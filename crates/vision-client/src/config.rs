//! API base address resolution

use serde::{Deserialize, Serialize};
use std::fmt;
use std::str::FromStr;
use std::time::Duration;
use url::Url;
use vision_core::{Error, Result};

/// Environment variable carrying the API base URL
pub const API_URL_ENV: &str = "VISION_API_URL";

/// Upstream used by development builds when no URL is configured
pub const DEFAULT_DEV_API_URL: &str = "https://solarevat-cv200.hf.space";

const DEFAULT_TIMEOUT: Duration = Duration::from_secs(60);

/// Kind of deployment the client runs in
#[derive(Debug, Clone, Copy, PartialEq, Eq, Serialize, Deserialize, Default)]
#[serde(rename_all = "lowercase")]
pub enum BuildMode {
    /// Falls back to the default upstream when no URL is configured
    Development,
    /// Requires an explicitly configured URL
    #[default]
    Production,
}

impl FromStr for BuildMode {
    type Err = String;

    fn from_str(s: &str) -> std::result::Result<Self, Self::Err> {
        match s.to_ascii_lowercase().as_str() {
            "development" | "dev" => Ok(Self::Development),
            "production" | "prod" => Ok(Self::Production),
            other => Err(format!("unknown build mode: {other}")),
        }
    }
}

impl fmt::Display for BuildMode {
    fn fmt(&self, f: &mut fmt::Formatter<'_>) -> fmt::Result {
        match self {
            Self::Development => f.write_str("development"),
            Self::Production => f.write_str("production"),
        }
    }
}

/// Resolved connection settings for the inference API
#[derive(Debug, Clone, PartialEq)]
pub struct ApiConfig {
    base_url: String,
    /// Whether `base_url` came from configuration rather than a fallback
    configured: bool,
    timeout: Duration,
}

impl ApiConfig {
    /// Resolve the API base from an optional configured value.
    ///
    /// Trailing slashes are trimmed. A production build without a configured
    /// value fails with [`Error::Configuration`].
    pub fn resolve(configured: Option<&str>, mode: BuildMode) -> Result<Self> {
        let cleaned = configured
            .map(|value| value.trim().trim_end_matches('/'))
            .filter(|value| !value.is_empty());

        match (cleaned, mode) {
            (Some(base), _) => Self::new(base),
            (None, BuildMode::Development) => Ok(Self {
                base_url: DEFAULT_DEV_API_URL.to_string(),
                configured: false,
                timeout: DEFAULT_TIMEOUT,
            }),
            (None, BuildMode::Production) => Err(Error::config(format!(
                "missing {API_URL_ENV}. Set it to your API base URL (e.g. https://<your-space>.hf.space)"
            ))),
        }
    }

    /// Build a config for an explicit base URL
    pub fn new(base_url: &str) -> Result<Self> {
        let base_url = base_url.trim().trim_end_matches('/');
        let parsed = Url::parse(base_url)
            .map_err(|e| Error::config(format!("invalid API base URL '{base_url}': {e}")))?;
        if !matches!(parsed.scheme(), "http" | "https") {
            return Err(Error::config(format!(
                "API base URL must use http or https, got '{}'",
                parsed.scheme()
            )));
        }

        Ok(Self {
            base_url: base_url.to_string(),
            configured: true,
            timeout: DEFAULT_TIMEOUT,
        })
    }

    /// Override the per-request timeout
    pub fn with_timeout(mut self, timeout: Duration) -> Self {
        self.timeout = timeout;
        self
    }

    pub fn base_url(&self) -> &str {
        &self.base_url
    }

    pub fn timeout(&self) -> Duration {
        self.timeout
    }

    pub fn is_configured(&self) -> bool {
        self.configured
    }

    /// Full URL of an API path such as `/predict`
    pub fn endpoint(&self, path: &str) -> String {
        format!("{}/{}", self.base_url, path.trim_start_matches('/'))
    }

    /// Interactive API docs, only when a base URL was configured
    pub fn docs_url(&self) -> Option<String> {
        self.configured.then(|| self.endpoint("docs"))
    }
}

• **WORK INSTRUCTION**
An exact copy of every record above is needed. Write it out word for word.

• **YOUR SOLUTION**
filename crates/vision-client/src/config.rs
//! API base address resolution

use serde::{Deserialize, Serialize};
use std::fmt;
use std::str::FromStr;
use std::time::Duration;
use url::Url;
use vision_core::{Error, Result};

/// Environment variable carrying the API base URL
pub const API_URL_ENV: &str = "VISION_API_URL";

/// Upstream used by development builds when no URL is configured
pub const DEFAULT_DEV_API_URL: &str = "https://solarevat-cv200.hf.space";

const DEFAULT_TIMEOUT: Duration = Duration::from_secs(60);

/// Kind of deployment the client runs in
#[derive(Debug, Clone, Copy, PartialEq, Eq, Serialize, Deserialize, Default)]
#[serde(rename_all = "lowercase")]
pub enum BuildMode {
    /// Falls back to the default upstream when no URL is configured
    Development,
    /// Requires an explicitly configured URL
    #[default]
    Production,
}

impl FromStr for BuildMode {
    type Err = String;

    fn from_str(s: &str) -> std::result::Result<Self, Self::Err> {
        match s.to_ascii_lowercase().as_str() {
            "development" | "dev" => Ok(Self::Development),
            "production" | "prod" => Ok(Self::Production),
            other => Err(format!("unknown build mode: {other}")),
        }
    }
}

impl fmt::Display for BuildMode {
    fn fmt(&self, f: &mut fmt::Formatter<'_>) -> fmt::Result {
        match self {
            Self::Development => f.write_str("development"),
            Self::Production => f.write_str("production"),
        }
    }
}

/// Resolved connection settings for the inference API
#[derive(Debug, Clone, PartialEq)]
pub struct ApiConfig {
    base_url: String,
    /// Whether `base_url` came from configuration rather than a fallback
    configured: bool,
    timeout: Duration,
}

impl ApiConfig {
    /// Resolve the API base from an optional configured value.
    ///
    /// Trailing slashes are trimmed. A production build without a configured
    /// value fails with [`Error::Configuration`].
    pub fn resolve(configured: Option<&str>, mode: BuildMode) -> Result<Self> {
        let cleaned = configured
            .map(|value| value.trim().trim_end_matches('/'))
            .filter(|value| !value.is_empty());

        match (cleaned, mode) {
            (Some(base), _) => Self::new(base),
            (None, BuildMode::Development) => Ok(Self {
                base_url: DEFAULT_DEV_API_URL.to_string(),
                configured: false,
                timeout: DEFAULT_TIMEOUT,
            }),
            (None, BuildMode::Production) => Err(Error::config(format!(
                "missing {API_URL_ENV}. Set it to your API base URL (e.g. https://<your-space>.hf.space)"
            ))),
        }
    }

    /// Build a config for an explicit base URL
    pub fn new(base_url: &str) -> Result<Self> {
        let base_url = base_url.trim().trim_end_matches('/');
        let parsed = Url::parse(base_url)
            .map_err(|e| Error::config(format!("invalid API base URL '{base_url}': {e}")))?;
        if !matches!(parsed.scheme(), "http" | "https") {
            return Err(Error::config(format!(
                "API base URL must use http or https, got '{}'",
                parsed.scheme()
            )));
        }

        Ok(Self {
            base_url: base_url.to_string(),
            configured: true,
            timeout: DEFAULT_TIMEOUT,
        })
    }

    /// Override the per-request timeout
    pub fn with_timeout(mut self, timeout: Duration) -> Self {
        self.timeout = timeout;
        self
    }

    pub fn base_url(&self) -> &str {
        &self.base_url
    }

    pub fn timeout(&self) -> Duration {
        self.timeout
    }

    pub fn is_configured(&self) -> bool {
        self.configured
    }

    /// Full URL of an API path such as `/predict`
    pub fn endpoint(&self, path: &str) -> String {
        format!("{}/{}", self.base_url, path.trim_start_matches('/'))
    }

    /// Interactive API docs, only when a base URL was configured
    pub fn docs_url(&self) -> Option<String> {
        self.configured.then(|| self.endpoint("docs"))
    }
}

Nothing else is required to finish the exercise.